PaxMedica is a clinical-stage biopharmaceutical company developing innovative treatments for unmet needs in neurodevelopmental disorders, including Autism Spectrum Disorder (ASD) and Fragile X-Associated Tremor/Ataxia Syndrome (FXTAS).
Our focus is on anti-purinergic therapies (APT), i.e. therapies that target the excess production of purines in cells. An overexpression of purines can offset homeostasis and result in an overproduction of cellular adenosine triphosphate (ATP), the main energy molecule in all living cells.
Our lead programs PAX-101 and PAX-102 utilize our proprietary source of suramin sodium, a broadly acting APT that has been around for over 100 years. Given suramin’s historical use as a treatment for Human African Trypanosomiasis (HAT), or African Sleeping Sickness, we are also developing PAX-101 as a treatment for HAT. We expect that FDA approval in HAT could confer, upon PaxMedica, a potential Priority Review Voucher (PRV).

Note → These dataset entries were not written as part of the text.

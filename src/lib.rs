//! Durable job queue and workflow engine for AI-generated learning content.
//!
//! Callers enqueue typed jobs through [`enqueue::JobQueue`]; a pool of
//! workers driven by [`dispatcher::Dispatcher`] claims them from the
//! [`store::JobStore`], walks the registered workflow graph and records the
//! outcome, retrying transient failures with exponential backoff.

pub mod anthropic;
pub mod cli;
pub mod collaborators;
pub mod config;
pub mod dispatcher;
pub mod enqueue;
pub mod error;
pub mod state_machine;
pub mod status;
pub mod store;
pub mod telemetry;
pub mod ui;
pub mod workflow;
pub mod workflows;
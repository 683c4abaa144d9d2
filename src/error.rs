use thiserror::Error;

use crate::anthropic::AnthropicError;
use crate::state_machine::{InvalidTransition, JobId};

/// Failures of the durable job store.
#[derive(Debug, Error)]
pub enum StoreError {
    #[error("job not found: {0}")]
    NotFound(JobId),

    /// The job is no longer held by this execution: the lease was swept and
    /// the job re-claimed or finished elsewhere.
    #[error("lease lost for job {id} (attempt {attempt})")]
    LeaseLost { id: JobId, attempt: u32 },

    #[error(transparent)]
    InvalidTransition(#[from] InvalidTransition),

    #[error("database error: {0}")]
    Database(#[from] sqlx::Error),

    #[error("JSON error: {0}")]
    Json(#[from] serde_json::Error),

    #[error("storage error: {0}")]
    Storage(String),
}

/// Failures of external services called from workflow steps.
#[derive(Debug, Error)]
pub enum CollaboratorError {
    #[error("language model error: {0}")]
    Model(String),

    #[error("web search error: {0}")]
    Search(String),

    #[error("content storage error: {0}")]
    Storage(String),
}

impl From<AnthropicError> for CollaboratorError {
    fn from(err: AnthropicError) -> Self {
        CollaboratorError::Model(err.to_string())
    }
}

impl From<StoreError> for CollaboratorError {
    fn from(err: StoreError) -> Self {
        CollaboratorError::Storage(err.to_string())
    }
}

/// Error returned by a single workflow step.
#[derive(Debug, Error)]
pub enum StepError {
    #[error(transparent)]
    Collaborator(#[from] CollaboratorError),

    /// Generated content failed a structural check.
    #[error("validation failed: {0}")]
    Validation(String),

    /// The job input cannot seed this workflow. Retrying cannot fix it.
    #[error("invalid input: {0}")]
    InvalidInput(String),
}

/// Configuration defects detected while walking a graph.
#[derive(Debug, Clone, PartialEq, Eq, Error)]
pub enum EngineFault {
    #[error("no edge matched after step `{step}` and no default is declared")]
    NoMatchingEdge { step: String },

    #[error("transition limit of {limit} exceeded")]
    StepLimitExceeded { limit: usize },

    #[error("edge targets unknown step `{0}`")]
    UnknownStep(String),
}

/// Why a job's workflow did not produce a result.
#[derive(Debug, Error)]
pub enum WorkflowError {
    #[error("unknown workflow type: {0}")]
    UnknownWorkflowType(String),

    #[error("step `{step}` failed: {source}")]
    Step {
        step: String,
        #[source]
        source: StepError,
    },

    #[error("engine fault: {0}")]
    Engine(#[from] EngineFault),

    #[error("workflow panicked: {0}")]
    Panicked(String),
}

impl WorkflowError {
    /// Whether another attempt could succeed. Configuration defects and bad
    /// input are permanent.
    pub fn is_retryable(&self) -> bool {
        match self {
            WorkflowError::UnknownWorkflowType(_) | WorkflowError::Engine(_) => false,
            WorkflowError::Step {
                source: StepError::InvalidInput(_),
                ..
            } => false,
            WorkflowError::Step { .. } | WorkflowError::Panicked(_) => true,
        }
    }
}

/// Rejections from the enqueue path.
#[derive(Debug, Error)]
pub enum EnqueueError {
    #[error("unknown workflow type: {0}")]
    UnknownWorkflowType(String),

    #[error("invalid job input: {0}")]
    InvalidInput(String),

    #[error(transparent)]
    Store(#[from] StoreError),
}

/// Rejections from the status query path.
#[derive(Debug, Error)]
pub enum StatusError {
    #[error("job not found: {0}")]
    NotFound(JobId),

    #[error("job {0} is not visible to this requester")]
    Forbidden(JobId),

    #[error(transparent)]
    Store(#[from] StoreError),
}

#[cfg(test)]
mod tests {
    use super::*;

    #[test]
    fn retryability_follows_taxonomy() {
        let transient = WorkflowError::Step {
            step: "search_web".into(),
            source: StepError::Collaborator(CollaboratorError::Search("timeout".into())),
        };
        assert!(transient.is_retryable());
        assert!(!WorkflowError::UnknownWorkflowType("x".into()).is_retryable());
        assert!(
            !WorkflowError::Engine(EngineFault::NoMatchingEdge {
                step: "classify_intent".into()
            })
            .is_retryable()
        );
    }

    #[test]
    fn anthropic_errors_become_model_errors() {
        let err: CollaboratorError = AnthropicError::RateLimited {
            retry_after_ms: 2000,
        }
        .into();
        assert!(matches!(err, CollaboratorError::Model(ref m) if m.contains("rate limited")));
    }

    #[test]
    fn step_error_display_includes_step_name() {
        let err = WorkflowError::Step {
            step: "validate_structure".into(),
            source: StepError::Validation("modules missing".into()),
        };
        assert_eq!(
            err.to_string(),
            "step `validate_structure` failed: validation failed: modules missing"
        );
    }

    #[test]
    fn errors_are_send_sync() {
        fn assert_send_sync<T: Send + Sync>() {}
        assert_send_sync::<StoreError>();
        assert_send_sync::<WorkflowError>();
    }
}
//! Tipos de dados para requisições e respostas da API Anthropic Messages.
//!
//! Todas as structs derivam `Serialize` e `Deserialize` para conversão JSON
//! conforme o formato esperado pelo endpoint `v1/messages` da Anthropic.

use serde::{Deserialize, Serialize};

/// Corpo da requisição para o endpoint `/v1/messages` da API Anthropic.
///
/// Contém o modelo desejado, o limite de tokens e a lista de mensagens
/// que compõem a conversa.
#[derive(Debug, Clone, Serialize, Deserialize)]
pub struct MessagesRequest {
    /// Identificador do modelo a ser usado (ex.: "claude-sonnet-4-5").
    pub model: String,
    /// Número máximo de tokens na resposta gerada pelo modelo.
    pub max_tokens: u32,
    /// Instrução de sistema opcional, omitida do JSON quando ausente.
    #[serde(default, skip_serializing_if = "Option::is_none")]
    pub system: Option<String>,
    /// Lista de mensagens compondo a conversa (usuário e assistente).
    pub messages: Vec<Message>,
}

/// Uma única mensagem em uma conversa com a API Anthropic.
#[derive(Debug, Clone, Serialize, Deserialize)]
pub struct Message {
    /// Papel do remetente: "user" ou "assistant".
    pub role: String,
    /// Conteúdo textual da mensagem.
    pub content: String,
}

/// Resposta retornada pelo endpoint `/v1/messages` da API Anthropic.
///
/// Contém o identificador único, os blocos de conteúdo gerados, informações
/// sobre o modelo utilizado e estatísticas de uso de tokens.
#[derive(Debug, Clone, Serialize, Deserialize)]
pub struct MessagesResponse {
    /// Identificador único da resposta (gerado pela API).
    pub id: String,
    /// Blocos de conteúdo na resposta (normalmente texto).
    pub content: Vec<ContentBlock>,
    /// Modelo que gerou a resposta.
    pub model: String,
    /// Motivo da parada da geração (ex.: "end_turn", "max_tokens").
    /// `None` se ainda em progresso.
    pub stop_reason: Option<String>,
    /// Estatísticas de uso de tokens (entrada e saída).
    pub usage: Usage,
}

impl MessagesResponse {
    /// Concatena os blocos de texto da resposta, ignorando outros tipos de bloco.
    pub fn text(&self) -> String {
        self.content
            .iter()
            .filter(|block| block.content_type == "text")
            .map(|block| block.text.as_str())
            .collect::<Vec<_>>()
            .join("")
    }
}

/// Um bloco de conteúdo dentro da resposta, normalmente texto.
///
/// O campo `content_type` é serializado como `"type"` no JSON via `serde(rename)`,
/// seguindo o formato da API da Anthropic.
#[derive(Debug, Clone, Serialize, Deserialize)]
pub struct ContentBlock {
    /// Tipo do bloco ("text"). Serializado como "type" no JSON.
    #[serde(rename = "type")]
    pub content_type: String,
    /// Conteúdo textual deste bloco. Vazio em blocos que não são de texto.
    #[serde(default)]
    pub text: String,
}

/// Estatísticas de consumo de tokens para uma chamada à API.
#[derive(Debug, Clone, Serialize, Deserialize)]
pub struct Usage {
    /// Número de tokens consumidos na entrada (prompt).
    pub input_tokens: u32,
    /// Número de tokens gerados na saída (resposta).
    pub output_tokens: u32,
}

PAX-101 completed a Phase 2B study for ASD in 2021. Suramin is a broadly acting anti-purinergic therapy and has reported positive results from a dose range study. The results of our Phase 2B study, which targeted 52 subjects across six sites in South Africa, were presented to AACAP in October 2021.
PAX-101 has been evaluated in several preclinical studies of Fragile X related animal models. PaxMedica intends to submit an Investigational New Drug (IND) application and start a Phase 2 study in 2021. PAX-101 for FXTAS is expected to qualify for Orphan Drug exclusivity.
PaxMedica has developed a proprietary intranasal formulation of suramin that is currently being evaluated in ASD and other neurodevelopmental conditions.
PaxMedica has conducted several preclinical studies to evaluate other anti-purinergic therapies (APTs) that are more selective to specific purinergic receptors and may offer additional benefits over suramin.
The FD&C Act section 524, authorizes FDA to award priority review vouchers (PRVs) to sponsors of approved tropical disease product applications that meet certain criteria. Given suramin’s historical use as a treatment for Human African Trypanosomiasis (HAT), or African Sleeping Sickness, we are also developing PAX-101 as a treatment for HAT. Should we receive a PRV, we intend to monetize it to raise funds to support the later stage development and commercialization of PAX-101 and PAX-102 in the treatment of ASD and FXTAS.
PaxMedica’s most advanced program is the pursuit of PAX-101 for early stage East African HAT. Suramin has been in continuous use as the standard of care for the treatment of early stage East African sleeping sickness for more than 100 years. We seek to leverage this history of use, as well as patient data that we have exclusively licensed, in order to obtain an FDA approval for PAX-101. We believe that an approval of PAX-101 in HAT would qualify for New Chemical Entity exclusivity, Orphan Drug exclusivity, and could confer upon us the receipt of a Priority Review Voucher (PRV) by the FDA.